Books Before Breakfast


Sometimes when the house is very quiet I can sneak in a few hours of reading early in the morning. I'm sharper after a night's sleep, not dropping off on every page, and what I run my eyes over stays with me longer.

What stays and what doesn't is the subject of the book I just finished, Moonwalking with Einstein, by Joshua Foer. It's a book about memory and memorizing, how a journalist covering the U.S. Memory Championship spent a year developing his memory — and became the U.S. Memory Champion himself.

Basically, anyone can improve his or her memory, Foer says. Or anyone with reasonable intelligence willing to spend hours a day practicing. The mnemonic techniques Foer uses were well known hundreds of years ago, before printed books made memorizing less important.

In my favorite chapter, "The End of Remembering," Foer provides an intellectual history of memory's steady assault by scroll, codex, silent reading, indexes, the printing press — and more recently by computers, cell phones, Google and Post-It notes. Why bother to hold information in our heads when there are so many other places to put it?
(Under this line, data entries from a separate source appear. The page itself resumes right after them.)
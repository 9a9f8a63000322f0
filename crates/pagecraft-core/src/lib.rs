//! Pagecraft Core Library
//!
//! Platform-agnostic responsive geometry engine for the Pagecraft landing
//! page builder: breakpoint synchronization, coordinate transforms,
//! snapping, and overlap resolution over an element tree. Rendering,
//! networking, and persistence policy live in the surrounding application;
//! this crate only defines the document shape and the layout math.

pub mod breakpoint;
pub mod command;
pub mod drag;
pub mod element;
pub mod events;
pub mod geometry;
pub mod overlap;
pub mod page;
pub mod scale;
pub mod snap;
pub mod storage;
pub mod sync;
pub mod viewport;

pub use breakpoint::{Breakpoint, DESKTOP_WIDTH, MOBILE_WIDTH, TABLET_WIDTH};
pub use command::{EditorCommand, EditorSession};
pub use drag::{Corner, DragState, Edge, Handle, HandleKind};
pub use element::{
    ComponentData, Element, ElementId, ElementKind, Position, ResponsivePosition,
    ResponsiveStyles, Styles,
};
pub use events::{EditorEvent, EventBus, Subscription, Topic};
pub use overlap::{count_overlaps, resolve_overlaps};
pub use page::{CanvasSettings, PageData, PageMeta};
pub use snap::{SNAP_TOLERANCE, SnapResult, SnapTarget, SnapTargetKind, snap_point, snap_to_grid};
pub use storage::{MemoryStorage, Storage, StorageError, StorageResult};
pub use sync::{initialize_if_missing, sync_all, sync_element};
pub use viewport::{Viewport, to_canvas_space};

#[cfg(not(target_arch = "wasm32"))]
pub use storage::FileStorage;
"Our memories make us who we are," Foer writes. "They are the seat of our values and source of our character. ... Memory training is not just for the sake of performing party tricks; it's about nurturing something profoundly and essentially human."

I couldn't agree more. But just to be sure, I will now write "Joshua Foer, Moonwalking with Einstein" in the back of my journal. It's where I inscribe the names of all the books I read. If I didn't, I'd forget I had read them.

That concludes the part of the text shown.